Objectives: Tigecycline is an approved treatment for complicated skin and soft-tissue infections (cSSTIs). The efficacy of tigecycline as monotherapy or in combination with other antibacterials in the treatment of cSSTI in routine practice is described.
Patients and methods: Individual patient-level data were pooled from five European observational studies (July 2006 to October 2011).

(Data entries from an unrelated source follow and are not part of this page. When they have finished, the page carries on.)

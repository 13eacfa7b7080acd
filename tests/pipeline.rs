// tests/pipeline.rs
//
// Offline run of parse → filter → render against a captured results page.

use fii_scrape::{table, Fund, NumberFormat, Page, RawFund, ScrapeError, Strategy};

const FIXTURE: &str = include_str!("fixtures/fii_resultado.html");

/// Strategy used by the binary.
fn screen() -> Strategy {
    Strategy {
        min_quote: 50.0,
        min_dividend_yield: 5.0,
        min_price_to_book: 0.70,
        min_market_value: 200_000_000.0,
        min_liquidity: 50_000.0,
        min_property_count: 5,
        max_vacancy: 10.0,
        ..Strategy::default()
    }
}

fn funds() -> Vec<Fund> {
    Page::new(FIXTURE).scrape(&NumberFormat::pt_br()).unwrap()
}

fn by_code<'a>(funds: &'a [Fund], code: &str) -> &'a Fund {
    funds.iter().find(|f| f.code == code).unwrap()
}

#[test]
fn fixture_parses_every_row() {
    let funds = funds();
    let codes: Vec<&str> = funds.iter().map(|f| f.code.as_str()).collect();
    assert_eq!(codes, ["ABCD11", "VACA11", "SMAL11", "HGLG11", "CHEA11", "ZERO11"]);

    let hglg = by_code(&funds, "HGLG11");
    assert_eq!(hglg.segment, "Logística");
    assert_eq!(hglg.quote, 160.5);
    assert_eq!(hglg.ffo_yield, -1.2);
    assert_eq!(hglg.market_value, 4_567_890_123.0);
    assert_eq!(hglg.liquidity, 8_123_456.0);
    assert_eq!(hglg.property_count, 20);
    assert_eq!(hglg.vacancy, 2.5);
}

#[test]
fn passing_fund_passes() {
    let funds = funds();
    assert!(screen().accepts(by_code(&funds, "ABCD11")));
}

#[test]
fn vacancy_over_max_fails() {
    let funds = funds();
    assert!(!screen().accepts(by_code(&funds, "VACA11")));
}

#[test]
fn small_market_value_fails() {
    let funds = funds();
    assert!(!screen().accepts(by_code(&funds, "SMAL11")));
}

#[test]
fn identity_strategy_keeps_everything() {
    let funds = funds();
    assert_eq!(Strategy::default().filter(&funds).len(), funds.len());
}

#[test]
fn segment_filter_narrows() {
    let funds = funds();
    let s = Strategy { segment: "Shoppings".into(), ..Strategy::default() };
    let kept: Vec<&str> = s.filter(&funds).into_iter().map(|f| f.code.as_str()).collect();
    assert_eq!(kept, ["ABCD11", "VACA11"]);
}

#[test]
fn screened_table_matches_layout() {
    let funds = funds();
    let kept = screen().filter(&funds);
    let out = table::render(kept, &NumberFormat::pt_br());

    let expected = [
        "╒════╤══════════╤════════════╤═════════════════╤══════════════════╕",
        "│    │ CÓDIGO   │ SEGMENTO   │ COTAÇÃO ATUAL   │ DIVIDEND YIELD   │",
        "╞════╪══════════╪════════════╪═════════════════╪══════════════════╡",
        "│  0 │ ABCD11   │ Shoppings  │ R$ 60,00        │ 6%               │",
        "├────┼──────────┼────────────┼─────────────────┼──────────────────┤",
        "│  1 │ HGLG11   │ Logística  │ R$ 160,50       │ 8,4%             │",
        "╘════╧══════════╧════════════╧═════════════════╧══════════════════╛",
    ]
    .join("\n");
    assert_eq!(out, expected);
}

#[test]
fn single_record_render() {
    let raw = RawFund {
        code: "ABCD11",
        segment: "Shoppings",
        quote: "60,00",
        ffo_yield: "0,00%",
        dividend_yield: "6%",
        price_to_book: "0,80",
        market_value: "300.000.000",
        liquidity: "60.000",
        property_count: "7",
        price_per_m2: "0",
        rent_per_m2: "0",
        cap_rate: "0%",
        vacancy: "5%",
    };
    let fmt = NumberFormat::pt_br();
    let fund = Fund::from_raw(&raw, &fmt).unwrap();
    let out = table::render([&fund], &fmt);

    assert!(out.contains("│  0 │"));
    assert!(out.contains("ABCD11"));
    assert!(out.contains("Shoppings"));
    assert!(out.contains("R$ 60,00"));
    assert!(out.contains("6%"));
}

#[test]
fn renamed_column_fails_loudly() {
    let doc = FIXTURE.replace("<th>Liquidez</th>", "<th>Liquidez média diária</th>");
    let err = Page::new(doc).scrape(&NumberFormat::pt_br()).unwrap_err();
    assert!(matches!(err, ScrapeError::MissingColumn("Liquidez")));
}

#[test]
fn malformed_cell_aborts_scrape() {
    let doc = FIXTURE.replace("<td>4.567.890.123</td>", "<td>4,567,890</td>");
    let err = Page::new(doc).scrape(&NumberFormat::pt_br()).unwrap_err();
    match err {
        ScrapeError::Row { row, .. } => assert_eq!(row, 3),
        other => panic!("unexpected error: {other}"),
    }
}

#[test]
fn missing_table_is_an_error() {
    let doc = FIXTURE.replace("tabelaResultado", "tabelaAntiga");
    let err = Page::new(doc).scrape(&NumberFormat::pt_br()).unwrap_err();
    assert!(matches!(err, ScrapeError::MissingElement(_)));
}
// src/error.rs
use thiserror::Error;

/// A cell's text does not follow the expected number format.
#[derive(Debug, Error, Clone, PartialEq, Eq)]
pub enum NumberError {
    #[error("empty number")]
    Empty,
    #[error("not a number: '{value}'")]
    Invalid { value: String },
    #[error("malformed thousands grouping: '{value}'")]
    BadGrouping { value: String },
}

/// One record could not be built. Nothing partial survives.
#[derive(Debug, Error, Clone, PartialEq, Eq)]
pub enum FundError {
    #[error("field '{field}' = '{value}': {source}")]
    Field {
        field: &'static str,
        value: String,
        #[source]
        source: NumberError,
    },
}

/// Anything that aborts a scrape run.
#[derive(Debug, Error)]
pub enum ScrapeError {
    /// Transport failure, timeout, or non-success status.
    #[error("fetch failed: {0}")]
    Fetch(#[from] reqwest::Error),

    #[error("element not found: {0}")]
    MissingElement(&'static str),

    #[error("column '{0}' not found in table header")]
    MissingColumn(&'static str),

    #[error("row {row}: expected at least {expected} cells, found {found}")]
    ShortRow { row: usize, expected: usize, found: usize },

    #[error("row {row}: {source}")]
    Row {
        row: usize,
        #[source]
        source: FundError,
    },
}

Results: A total of 254 cSSTI patients who received tigecycline were included (mean age 63.2 ± 14.9 years). Of these, 34.4% were in intensive care units, 54.5% acquired their infection in hospital and 90.9% had at least one comorbidity. Infection most commonly affected the limbs (62.4%) and 43.8% of infections were classified as necrotizing. The mean Acute Physiology and Chronic Health Evaluation (APACHE) II and Sequential Organ Failure Assessment (SOFA) scores at the beginning of treatment were 15.0 ± 7.9 (n = 205) and 5.8 ± 3.9 (n = 32), respectively, indicating high disease severity. Staphylococcus aureus (52.7%), Escherichia coli (18.0%) and Enterococcus faecium (12.0%) were the most frequently isolated pathogens; 32.9% of infections were polymicrobial and 30.5% were due to resistant pathogens. Overall, 71.8% received tigecycline as monotherapy and 28.2% as combination therapy for a mean duration of 12 days. Clinical response rates at the end of treatment were 79.6% for all patients who received the standard dosage (183/230), 86.7% for patients who received tigecycline as monotherapy (143/165), 75.0% for patients with a nosocomial infection (96/128), 75.3% for patients with an APACHE II score >15 (61/81) and 58.3% for patients with a SOFA score ≥ 7 (7/12).
Conclusions: In these real-life studies, tigecycline, alone and in combination, achieved favourable clinical response rates in patients with cSSTI with a high severity of illness.
Keywords: broad-spectrum antibacterial therapy; glycylcycline antibiotics; necrotizing skin infections; non-interventional studies.